The irony that Blanck Mass has created the film score for Ted K, a film about Ted “The Unabomber” Kaczynski – the man responsible for multiple bombings done as a form of protest against modern technology – isn’t lost on Benjamin John Power (AKA Blanck Mass) or the film’s director, Tony Stone. Blanck Mass is known for creating bold, wild electro soundscapes that mix industrial sounds with ambient noise (or is it industrial noise with ambient sounds?) and being able to play an entire set with a laptop, a sequencer, a DAW, and a couple thumb drives. There are no wood winds on this score. There are no natural strings, drums made of scrap metal, or acoustic guitars. It’s all electronic.

It’s also all good. The main theme (“Montana”) is menacing. “Noise Destroys Something Wonderful” is surprisingly soft, while “Pesticides” creeps around you like a deadly fog. The first half of “ComTech” sounds like a kaiju approaching an oil refinery on the west coast of Japan, and the second sounds like the rolling smoke seen in its aftermath. “Greyhound” has a fuzzy edge to it that unnerves you just a bit. “Tell Me Your Heart” is a slow-dance song for tired robots.
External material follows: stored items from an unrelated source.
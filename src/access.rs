/*
MIT License

Copyright (c) 2026 Raja Lehtihet and Wael El Oraiby

Permission is hereby granted, free of charge, to any person obtaining a copy
of this software and associated documentation files (the "Software"), to deal
in the Software without restriction, including without limitation the rights
to use, copy, modify, merge, publish, distribute, sublicense, and/or sell
copies of the Software, and to permit persons to whom the Software is
furnished to do so, subject to the following conditions:

The above copyright notice and this permission notice shall be included in all
copies or substantial portions of the Software.

THE SOFTWARE IS PROVIDED "AS IS", WITHOUT WARRANTY OF ANY KIND, EXPRESS OR
IMPLIED, INCLUDING BUT NOT LIMITED TO THE WARRANTIES OF MERCHANTABILITY,
FITNESS FOR A PARTICULAR PURPOSE AND NONINFRINGEMENT. IN NO EVENT SHALL THE
AUTHORS OR COPYRIGHT HOLDERS BE LIABLE FOR ANY CLAIM, DAMAGES OR OTHER
LIABILITY, WHETHER IN AN ACTION OF CONTRACT, TORT OR OTHERWISE, ARISING FROM,
OUT OF OR IN CONNECTION WITH THE SOFTWARE OR THE USE OR OTHER DEALINGS IN THE
SOFTWARE.
*/

//! Member accessibility: "is member M, reached via type V, visible from
//! context type C?"

use std::cell::RefCell;

use rustc_hash::FxHashMap;

use crate::types::{AssemblyId, TypeId, TypeUniverse};

/// Declared accessibility of a member or accessor.
#[derive(Debug, Clone, Copy, PartialEq, Eq, Hash)]
pub enum Accessibility {
    /// Visible everywhere.
    Public,
    /// Visible only on the declaring type itself.
    Private,
    /// Visible to derived types within the same assembly or a friend.
    Protected,
    /// Visible within the same assembly or a friend.
    Internal,
    /// Visible to same-assembly-or-friend, or to derived types anywhere.
    ProtectedOrInternal,
    /// Visible to derived types, but only within same-assembly-or-friend.
    ProtectedAndInternal,
}

/// Accessibility oracle for one synthesis session.
///
/// The derives-from relation memoizes per (type, type) and friendship per
/// (assembly, assembly) for the checker's lifetime. Without a context type
/// every member is treated as accessible.
#[derive(Debug)]
pub struct AccessibilityChecker {
    context: Option<TypeId>,
    derives: RefCell<FxHashMap<(TypeId, TypeId), bool>>,
    friendships: RefCell<FxHashMap<(AssemblyId, AssemblyId), bool>>,
}

impl AccessibilityChecker {
    /// Checker evaluating from `context`; `None` is the permissive default.
    pub fn new(context: Option<TypeId>) -> Self {
        Self {
            context,
            derives: RefCell::new(FxHashMap::default()),
            friendships: RefCell::new(FxHashMap::default()),
        }
    }

    /// The context type queries evaluate from.
    pub fn context_type(&self) -> Option<TypeId> {
        self.context
    }

    /// Whether a member declared `declared` on `declared_on`, reached via
    /// `via`, is visible from the session's context type.
    pub fn is_accessible(
        &self,
        universe: &TypeUniverse,
        declared: Accessibility,
        declared_on: TypeId,
        via: TypeId,
    ) -> bool {
        let Some(context) = self.context else {
            return true;
        };
        match declared {
            Accessibility::Public => true,
            Accessibility::Private => declared_on == context,
            Accessibility::Protected => {
                self.same_assembly_or_friend(universe, declared_on, context)
                    && self.protected_grant(universe, declared_on, via, context)
            }
            Accessibility::Internal => {
                self.same_assembly_or_friend(universe, declared_on, context)
            }
            Accessibility::ProtectedOrInternal => {
                self.same_assembly_or_friend(universe, declared_on, context)
                    || self.protected_grant(universe, declared_on, via, context)
            }
            Accessibility::ProtectedAndInternal => {
                self.same_assembly_or_friend(universe, declared_on, context)
                    && self.protected_grant(universe, declared_on, via, context)
            }
        }
    }

    // The context must derive from the declaring type and, unless it is the
    // declaring type itself, reach the member through itself or a descendant.
    fn protected_grant(
        &self,
        universe: &TypeUniverse,
        declared_on: TypeId,
        via: TypeId,
        context: TypeId,
    ) -> bool {
        self.derives(universe, context, declared_on)
            && (declared_on == context || self.derives(universe, via, context))
    }

    fn derives(&self, universe: &TypeUniverse, ty: TypeId, ancestor: TypeId) -> bool {
        if let Some(known) = self.derives.borrow().get(&(ty, ancestor)) {
            return *known;
        }
        let result = universe.derives_from(ty, ancestor);
        self.derives.borrow_mut().insert((ty, ancestor), result);
        result
    }

    fn same_assembly_or_friend(
        &self,
        universe: &TypeUniverse,
        declared_on: TypeId,
        context: TypeId,
    ) -> bool {
        let origin = universe.type_def(declared_on).assembly;
        let observer = universe.type_def(context).assembly;
        if let Some(known) = self.friendships.borrow().get(&(origin, observer)) {
            return *known;
        }
        let result = origin == observer || {
            let observer_name = &universe.assembly(observer).name;
            universe
                .assembly(origin)
                .friends
                .iter()
                .any(|friend| friend == observer_name)
        };
        self.friendships
            .borrow_mut()
            .insert((origin, observer), result);
        result
    }

    // Memo table sizes, for asserting cache stability.
    pub(crate) fn memo_sizes(&self) -> (usize, usize) {
        (self.derives.borrow().len(), self.friendships.borrow().len())
    }
}
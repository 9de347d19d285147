//! Correlation identifiers linking a request message to its reply.

use std::borrow::Borrow;
use std::fmt;

use serde::{Deserialize, Serialize};

/// Opaque token carried in the `correlation_id` message property.
///
/// Freshly generated ids are random UUID v4 strings. Ids received from the
/// wire are kept verbatim, so any string a foreign producer chose round-trips
/// unchanged.
#[derive(Debug, Clone, PartialEq, Eq, Hash, PartialOrd, Ord, Serialize, Deserialize)]
#[serde(transparent)]
pub struct CorrelationId(String);

impl CorrelationId {
    /// Generates a new random correlation id.
    #[must_use]
    pub fn generate() -> Self {
        Self(uuid::Uuid::new_v4().to_string())
    }

    /// Returns the id as a string slice.
    #[must_use]
    pub fn as_str(&self) -> &str {
        &self.0
    }
}

impl fmt::Display for CorrelationId {
    fn fmt(&self, f: &mut fmt::Formatter<'_>) -> fmt::Result {
        f.write_str(&self.0)
    }
}

impl From<String> for CorrelationId {
    fn from(value: String) -> Self {
        Self(value)
    }
}

impl From<&str> for CorrelationId {
    fn from(value: &str) -> Self {
        Self(value.to_string())
    }
}

// Lets `DashMap<CorrelationId, _>` be queried with a plain `&str`.
impl Borrow<str> for CorrelationId {
    fn borrow(&self) -> &str {
        &self.0
    }
}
“Dark Materials” is the soundtrack to a robot cat’s dream. “Becky’s Theme” is a song for a Montana woman who worked at a general store near the remote area where Kacyznski lived and befriended him somewhat. “Manifesto” starts out like an old single-propeller plane warming up and then becomes the sound of rising tension and smoldering rage. “Ranger Gary” is peaceful enough to enjoy while meditating next to a mountain stream, while and “At Peace / Freedom Club” starts that way but drifts into dread. By the time we get to “Skidders,” we’re into full-blown madness.

It’s another fine piece of work from Blanck Mass. I need to check out this film, which has garnered many good reviews – as should its score.

Keep your mind open.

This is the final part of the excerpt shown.